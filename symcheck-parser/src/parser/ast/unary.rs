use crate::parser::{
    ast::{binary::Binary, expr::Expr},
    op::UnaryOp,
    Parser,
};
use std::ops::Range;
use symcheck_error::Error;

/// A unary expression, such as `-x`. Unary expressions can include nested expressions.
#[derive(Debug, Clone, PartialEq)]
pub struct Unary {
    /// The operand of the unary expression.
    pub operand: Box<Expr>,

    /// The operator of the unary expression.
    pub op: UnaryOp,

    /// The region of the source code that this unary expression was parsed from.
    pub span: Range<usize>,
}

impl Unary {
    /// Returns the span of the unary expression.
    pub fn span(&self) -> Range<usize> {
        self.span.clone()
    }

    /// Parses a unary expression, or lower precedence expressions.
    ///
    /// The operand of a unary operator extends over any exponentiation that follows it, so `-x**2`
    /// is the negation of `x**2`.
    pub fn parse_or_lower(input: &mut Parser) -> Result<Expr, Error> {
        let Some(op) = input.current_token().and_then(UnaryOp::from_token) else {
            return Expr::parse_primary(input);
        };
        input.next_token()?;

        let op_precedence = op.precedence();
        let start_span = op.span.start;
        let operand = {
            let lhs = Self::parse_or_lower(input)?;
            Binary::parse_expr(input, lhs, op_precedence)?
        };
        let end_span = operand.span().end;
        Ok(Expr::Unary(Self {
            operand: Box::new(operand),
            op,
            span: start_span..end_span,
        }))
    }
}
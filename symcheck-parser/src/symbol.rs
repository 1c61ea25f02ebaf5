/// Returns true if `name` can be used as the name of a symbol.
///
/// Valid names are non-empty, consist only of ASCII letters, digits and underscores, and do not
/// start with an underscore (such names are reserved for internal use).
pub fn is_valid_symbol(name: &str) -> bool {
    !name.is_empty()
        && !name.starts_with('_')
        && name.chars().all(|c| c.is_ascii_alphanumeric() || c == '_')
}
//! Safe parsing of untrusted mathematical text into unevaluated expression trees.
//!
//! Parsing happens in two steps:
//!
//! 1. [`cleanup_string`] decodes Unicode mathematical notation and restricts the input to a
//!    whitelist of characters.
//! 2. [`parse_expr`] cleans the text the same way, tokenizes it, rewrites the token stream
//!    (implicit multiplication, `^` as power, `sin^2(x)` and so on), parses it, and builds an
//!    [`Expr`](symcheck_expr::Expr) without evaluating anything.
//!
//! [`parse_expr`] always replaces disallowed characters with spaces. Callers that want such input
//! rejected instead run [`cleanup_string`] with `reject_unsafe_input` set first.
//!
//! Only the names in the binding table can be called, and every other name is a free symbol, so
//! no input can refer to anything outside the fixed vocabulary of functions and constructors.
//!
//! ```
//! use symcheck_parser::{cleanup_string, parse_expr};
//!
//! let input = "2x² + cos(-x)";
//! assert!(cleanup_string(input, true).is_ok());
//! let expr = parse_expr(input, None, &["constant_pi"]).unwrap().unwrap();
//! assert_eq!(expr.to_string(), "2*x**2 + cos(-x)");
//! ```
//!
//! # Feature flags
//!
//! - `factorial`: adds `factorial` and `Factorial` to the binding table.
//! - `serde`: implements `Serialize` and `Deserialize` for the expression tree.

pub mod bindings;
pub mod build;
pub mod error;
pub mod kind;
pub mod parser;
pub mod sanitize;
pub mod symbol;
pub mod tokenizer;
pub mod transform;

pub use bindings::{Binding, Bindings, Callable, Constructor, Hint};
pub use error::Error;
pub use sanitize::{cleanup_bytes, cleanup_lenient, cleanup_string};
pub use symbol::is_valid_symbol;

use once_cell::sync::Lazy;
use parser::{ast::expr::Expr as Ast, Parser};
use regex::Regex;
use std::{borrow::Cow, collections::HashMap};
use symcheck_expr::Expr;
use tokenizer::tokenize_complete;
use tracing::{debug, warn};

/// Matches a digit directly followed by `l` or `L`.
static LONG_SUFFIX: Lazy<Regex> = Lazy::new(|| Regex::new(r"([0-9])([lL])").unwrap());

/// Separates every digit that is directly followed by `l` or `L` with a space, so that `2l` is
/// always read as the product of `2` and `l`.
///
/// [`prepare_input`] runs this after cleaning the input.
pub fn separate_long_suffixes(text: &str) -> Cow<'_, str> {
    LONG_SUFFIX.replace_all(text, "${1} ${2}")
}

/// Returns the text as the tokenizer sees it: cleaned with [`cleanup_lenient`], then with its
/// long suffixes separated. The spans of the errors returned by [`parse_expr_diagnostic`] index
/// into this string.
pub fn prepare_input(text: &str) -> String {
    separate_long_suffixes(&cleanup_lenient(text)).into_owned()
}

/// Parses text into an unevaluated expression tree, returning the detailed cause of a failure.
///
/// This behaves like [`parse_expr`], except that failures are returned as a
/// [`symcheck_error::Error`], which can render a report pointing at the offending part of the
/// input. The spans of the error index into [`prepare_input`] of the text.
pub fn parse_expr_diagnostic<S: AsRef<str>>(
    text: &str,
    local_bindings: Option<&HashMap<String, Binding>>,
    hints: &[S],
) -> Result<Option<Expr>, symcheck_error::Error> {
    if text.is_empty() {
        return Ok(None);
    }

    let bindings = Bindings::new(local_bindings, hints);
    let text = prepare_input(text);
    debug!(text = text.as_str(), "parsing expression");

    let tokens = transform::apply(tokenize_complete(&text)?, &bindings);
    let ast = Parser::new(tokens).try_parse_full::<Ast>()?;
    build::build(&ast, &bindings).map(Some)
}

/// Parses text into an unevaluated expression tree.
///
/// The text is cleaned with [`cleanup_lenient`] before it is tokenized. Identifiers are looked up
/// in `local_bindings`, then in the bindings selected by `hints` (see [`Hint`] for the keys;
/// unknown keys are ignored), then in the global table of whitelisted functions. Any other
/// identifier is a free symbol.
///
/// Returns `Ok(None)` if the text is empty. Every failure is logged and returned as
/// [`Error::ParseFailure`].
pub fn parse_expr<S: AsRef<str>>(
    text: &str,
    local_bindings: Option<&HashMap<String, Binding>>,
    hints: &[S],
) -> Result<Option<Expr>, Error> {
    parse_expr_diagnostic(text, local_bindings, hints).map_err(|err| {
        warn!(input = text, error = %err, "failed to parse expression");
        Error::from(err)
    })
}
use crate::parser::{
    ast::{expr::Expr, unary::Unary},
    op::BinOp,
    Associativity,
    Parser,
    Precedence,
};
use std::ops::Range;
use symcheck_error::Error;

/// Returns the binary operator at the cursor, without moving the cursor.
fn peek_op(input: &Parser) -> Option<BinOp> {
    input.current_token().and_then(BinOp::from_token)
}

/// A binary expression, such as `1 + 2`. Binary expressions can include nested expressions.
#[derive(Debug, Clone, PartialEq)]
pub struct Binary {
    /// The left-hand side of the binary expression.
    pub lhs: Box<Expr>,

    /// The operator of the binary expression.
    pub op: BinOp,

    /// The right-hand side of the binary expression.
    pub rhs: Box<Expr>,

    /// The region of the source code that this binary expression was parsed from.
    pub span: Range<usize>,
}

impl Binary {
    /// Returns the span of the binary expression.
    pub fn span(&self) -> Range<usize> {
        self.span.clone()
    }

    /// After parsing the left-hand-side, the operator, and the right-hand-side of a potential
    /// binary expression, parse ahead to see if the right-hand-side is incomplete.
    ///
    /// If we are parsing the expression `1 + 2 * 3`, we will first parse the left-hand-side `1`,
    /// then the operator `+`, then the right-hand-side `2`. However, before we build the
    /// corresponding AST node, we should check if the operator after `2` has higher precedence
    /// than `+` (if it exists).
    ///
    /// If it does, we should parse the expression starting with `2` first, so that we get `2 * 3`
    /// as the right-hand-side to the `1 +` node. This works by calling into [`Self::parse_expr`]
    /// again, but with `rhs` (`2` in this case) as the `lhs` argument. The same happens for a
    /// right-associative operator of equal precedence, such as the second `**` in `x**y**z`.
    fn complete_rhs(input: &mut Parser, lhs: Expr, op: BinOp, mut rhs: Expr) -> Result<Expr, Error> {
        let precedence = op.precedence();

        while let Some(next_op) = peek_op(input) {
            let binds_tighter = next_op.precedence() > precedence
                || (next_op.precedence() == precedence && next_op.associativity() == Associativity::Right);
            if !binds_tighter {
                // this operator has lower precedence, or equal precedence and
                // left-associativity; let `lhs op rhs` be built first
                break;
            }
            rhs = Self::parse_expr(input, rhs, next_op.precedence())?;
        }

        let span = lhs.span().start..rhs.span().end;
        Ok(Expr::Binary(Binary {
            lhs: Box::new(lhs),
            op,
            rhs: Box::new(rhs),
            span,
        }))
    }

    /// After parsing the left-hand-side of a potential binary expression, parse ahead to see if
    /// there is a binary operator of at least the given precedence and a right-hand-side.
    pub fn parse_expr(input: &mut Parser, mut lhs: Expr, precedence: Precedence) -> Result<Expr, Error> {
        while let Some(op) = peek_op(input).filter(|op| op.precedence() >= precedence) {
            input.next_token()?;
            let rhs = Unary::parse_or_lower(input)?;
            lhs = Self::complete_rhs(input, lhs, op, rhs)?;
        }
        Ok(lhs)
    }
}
┄┄┄┄┄┄
Requirement
Could you work out how many lines above contain the string "same"? Only the number should be given.

Exercise solution
2